DJ - That was incredibly articulate and very moving. I share your gratitude and appreciation for the smart, brave, insightful women who post in here and it has helped me, too. The only thing you said that I don't agree with 100% was the statement "our desire for bigger breasts". Most of the time I like mine fine the way they are. Sometimes I could go for slightly bigger but mostly I'm happy with my streamlined, graceful shape. I will say that this forum has helped me be more solid in that. That and, yes, my awesome boyfriend who loves my tits.

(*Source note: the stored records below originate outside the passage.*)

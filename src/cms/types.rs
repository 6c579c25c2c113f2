//! CMS types: response envelope, content model, and errors.
//!
//! DESIGN
//! ======
//! The backend evolves independently of this site, so every attribute is
//! optional. Absent keys and explicit JSON `null` both decode to `None` or an
//! empty collection; neither is an error. The only hard requirement is the
//! `__component` discriminator on dynamic-zone blocks.

use serde::{Deserialize, Deserializer};
use serde_json::Value;

/// Field carrying the block variant tag in a dynamic zone.
pub const DISCRIMINATOR: &str = "__component";

pub const HERO_SECTION: &str = "layout.hero-section";
pub const HEADER_SECTION: &str = "layout.header-section";
pub const FEATURE_SECTION: &str = "layout.feature-section";

// =============================================================================
// ERROR
// =============================================================================

/// Errors produced while talking to the CMS.
#[derive(Debug, thiserror::Error)]
pub enum CmsError {
    /// The base URL and endpoint path did not form a valid URL.
    #[error("invalid CMS url: {0}")]
    InvalidUrl(String),

    /// The HTTP request failed before a response arrived.
    #[error("CMS request failed: {0}")]
    Request(String),

    /// The CMS returned a non-success HTTP status.
    #[error("CMS response error: status {status}")]
    Status { status: u16, body: String },

    /// The CMS response body was not valid JSON.
    #[error("CMS response parse failed: {0}")]
    Parse(String),

    /// The underlying HTTP client could not be constructed.
    #[error("HTTP client build failed: {0}")]
    HttpClientBuild(String),
}

impl CmsError {
    /// Grepable code for log fields.
    #[must_use]
    pub fn error_code(&self) -> &'static str {
        match self {
            Self::InvalidUrl(_) => "E_CMS_URL",
            Self::Request(_) => "E_CMS_REQUEST",
            Self::Status { .. } => "E_CMS_STATUS",
            Self::Parse(_) => "E_CMS_PARSE",
            Self::HttpClientBuild(_) => "E_HTTP_CLIENT_BUILD",
        }
    }
}

/// Why a dynamic-zone block was dropped.
#[derive(Debug, Clone, PartialEq, Eq, thiserror::Error)]
pub enum BlockError {
    #[error("block has no __component discriminator")]
    MissingDiscriminator,

    #[error("block {component} failed to decode: {reason}")]
    Malformed { component: String, reason: String },
}

// =============================================================================
// ENVELOPE
// =============================================================================

/// The `{ data, error }` wrapper every CMS endpoint responds with.
#[derive(Debug, Deserialize)]
#[serde(bound = "T: Deserialize<'de>")]
pub struct Envelope<T> {
    #[serde(default)]
    pub data: Option<T>,
    #[serde(default)]
    pub error: Option<ApiError>,
}

/// Error object inside a failed envelope. Shape is best-effort.
#[derive(Debug, Clone, Default, Deserialize)]
pub struct ApiError {
    #[serde(default)]
    pub status: Option<u16>,
    #[serde(default)]
    pub name: Option<String>,
    #[serde(default)]
    pub message: Option<String>,
    #[serde(default)]
    pub details: Option<Value>,
}

// =============================================================================
// SHARED PIECES
// =============================================================================

/// A link rendered as a button or anchor.
#[derive(Debug, Clone, Default, PartialEq, Deserialize)]
#[serde(rename_all = "camelCase")]
pub struct CallToAction {
    #[serde(default)]
    pub id: Option<i64>,
    #[serde(default)]
    pub href: Option<String>,
    #[serde(default)]
    pub label: Option<String>,
    #[serde(default, deserialize_with = "null_as_default")]
    pub is_external: bool,
}

impl CallToAction {
    /// Anchor `target` attribute, if the link opens in a new context.
    #[must_use]
    pub fn target(&self) -> Option<&'static str> {
        self.is_external.then_some("_blank")
    }
}

/// A remotely hosted asset. `url` may be relative to the CMS base URL.
#[derive(Debug, Clone, Default, PartialEq, Deserialize)]
#[serde(rename_all = "camelCase")]
pub struct MediaReference {
    #[serde(default)]
    pub url: Option<String>,
    #[serde(default)]
    pub alternative_text: Option<String>,
    #[serde(default)]
    pub name: Option<String>,
}

/// Brand link shown at the left of the navbar and in the footer.
#[derive(Debug, Clone, Default, PartialEq, Deserialize)]
pub struct LogoLink {
    #[serde(default)]
    pub id: Option<i64>,
    #[serde(default)]
    pub href: Option<String>,
    #[serde(default)]
    pub label: Option<String>,
    #[serde(default)]
    pub image: Option<MediaReference>,
}

/// A named group of footer links.
#[derive(Debug, Clone, Default, PartialEq, Deserialize)]
pub struct LinkFamily {
    #[serde(default)]
    pub id: Option<i64>,
    #[serde(default)]
    pub family: Option<String>,
    #[serde(default, deserialize_with = "null_as_default")]
    pub link: Vec<CallToAction>,
}

// =============================================================================
// SECTIONS
// =============================================================================

#[derive(Debug, Clone, Default, PartialEq, Deserialize)]
pub struct HeroSection {
    #[serde(default)]
    pub id: Option<i64>,
    #[serde(default)]
    pub title: Option<String>,
    #[serde(default)]
    pub subtitle: Option<String>,
    #[serde(default)]
    pub image: Option<MediaReference>,
    #[serde(default, deserialize_with = "null_as_default")]
    pub cta: Vec<CallToAction>,
}

#[derive(Debug, Clone, Default, PartialEq, Deserialize)]
pub struct HeaderSection {
    #[serde(default)]
    pub id: Option<i64>,
    #[serde(default)]
    pub title: Option<String>,
    #[serde(default)]
    pub subtitle: Option<String>,
    #[serde(default)]
    pub description: Option<String>,
}

#[derive(Debug, Clone, Default, PartialEq, Deserialize)]
pub struct FeatureCard {
    #[serde(default)]
    pub id: Option<i64>,
    #[serde(default)]
    pub title: Option<String>,
    #[serde(default)]
    pub description: Option<String>,
    #[serde(default)]
    pub media: Option<MediaReference>,
}

#[derive(Debug, Clone, Default, PartialEq, Deserialize)]
#[serde(rename_all = "camelCase")]
pub struct FeatureSection {
    #[serde(default)]
    pub id: Option<i64>,
    #[serde(default, deserialize_with = "null_as_default")]
    pub feature_card: Vec<FeatureCard>,
}

// =============================================================================
// CONTENT BLOCK
// =============================================================================

/// One unit of a dynamic zone, dispatched on [`DISCRIMINATOR`].
#[derive(Debug, Clone, PartialEq)]
pub enum ContentBlock {
    Hero(HeroSection),
    Header(HeaderSection),
    Features(FeatureSection),
    /// Discriminator present but not one this site knows how to render.
    Unknown { component: String },
}

impl ContentBlock {
    /// Classify and decode a raw block.
    ///
    /// # Errors
    ///
    /// Returns [`BlockError::MissingDiscriminator`] when `__component` is
    /// absent, empty, or not a string, and [`BlockError::Malformed`] when a
    /// known variant's attributes have the wrong JSON types.
    pub fn from_value(raw: Value) -> Result<Self, BlockError> {
        let component = raw
            .get(DISCRIMINATOR)
            .and_then(Value::as_str)
            .map(str::trim)
            .filter(|c| !c.is_empty())
            .map(str::to_owned)
            .ok_or(BlockError::MissingDiscriminator)?;

        let decoded = match component.as_str() {
            HERO_SECTION => serde_json::from_value(raw).map(Self::Hero),
            HEADER_SECTION => serde_json::from_value(raw).map(Self::Header),
            FEATURE_SECTION => serde_json::from_value(raw).map(Self::Features),
            _ => return Ok(Self::Unknown { component }),
        };
        decoded.map_err(|e| BlockError::Malformed { component, reason: e.to_string() })
    }

    /// Discriminator string this block was decoded from.
    #[must_use]
    pub fn component(&self) -> &str {
        match self {
            Self::Hero(_) => HERO_SECTION,
            Self::Header(_) => HEADER_SECTION,
            Self::Features(_) => FEATURE_SECTION,
            Self::Unknown { component } => component,
        }
    }
}

// =============================================================================
// PAGES
// =============================================================================

/// `/api/home` single type: fixed hero, header, and features components.
#[derive(Debug, Clone, Default, Deserialize)]
pub struct Home {
    #[serde(default)]
    pub hero: Option<HeroSection>,
    #[serde(default)]
    pub header: Option<HeaderSection>,
    #[serde(default)]
    pub features: Option<FeatureSection>,
}

/// `/api/home-page` single type: an ordered dynamic zone of raw blocks.
///
/// Blocks stay as raw JSON so one bad block cannot fail the whole page.
#[derive(Debug, Clone, Default, Deserialize)]
pub struct HomePage {
    #[serde(default)]
    pub title: Option<String>,
    #[serde(default)]
    pub description: Option<String>,
    #[serde(default, deserialize_with = "null_as_default")]
    pub blocks: Vec<Value>,
}

#[derive(Debug, Clone, Default, PartialEq, Deserialize)]
#[serde(rename_all = "camelCase")]
pub struct Navbar {
    #[serde(default)]
    pub logo_link: Option<LogoLink>,
    #[serde(default, deserialize_with = "null_as_default")]
    pub link: Vec<CallToAction>,
    #[serde(default)]
    pub cta: Option<CallToAction>,
}

#[derive(Debug, Clone, Default, PartialEq, Deserialize)]
#[serde(rename_all = "camelCase")]
pub struct Footer {
    #[serde(default)]
    pub logo_link: Option<LogoLink>,
    #[serde(default, deserialize_with = "null_as_default")]
    pub link_family: Vec<LinkFamily>,
}

/// `/api/global` single type. Navbar and footer are requested separately,
/// so either half may be missing from a given response.
#[derive(Debug, Clone, Default, Deserialize)]
pub struct Global {
    #[serde(default)]
    pub navbar: Option<Navbar>,
    #[serde(default)]
    pub footer: Option<Footer>,
}

/// Treat an explicit `null` the same as a missing key.
fn null_as_default<'de, D, T>(deserializer: D) -> Result<T, D::Error>
where
    D: Deserializer<'de>,
    T: Default + Deserialize<'de>,
{
    Option::<T>::deserialize(deserializer).map(Option::unwrap_or_default)
}

#[cfg(test)]
#[path = "types_test.rs"]
mod tests;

Nelly - that was actually very clear and you are cute when you're inebriated. wink.gif

Vendetta - On a more practical and less philosophical note, since I know you are considering implants, have you heard of or looked into Macrolane injections? Someone else in here mentioned them so I did a bit of Internet research. We can't get them here in the U.S. yet but they are available in much of Europe, and have beeen avail. in the U.K. for over a year. They are the same substance as injectible fillers used to plump out wrinkles, hyaluronic acid, a substance that is naturally occurring in the human body with no risk of rejection. They are about 1/2 or less the price of implants, add 1 to 1 1/2 cup sizes, and are gradually absorbed by the body over 12-18 months, so a "top up" is required after a year or so, but on the other hand, if you don't like the effect it goes away without a surgery or anything. The result is very natural feeling, without surgery or scars. There is some pain with the initial injection but much less than implants. The procedure only takes about an hour.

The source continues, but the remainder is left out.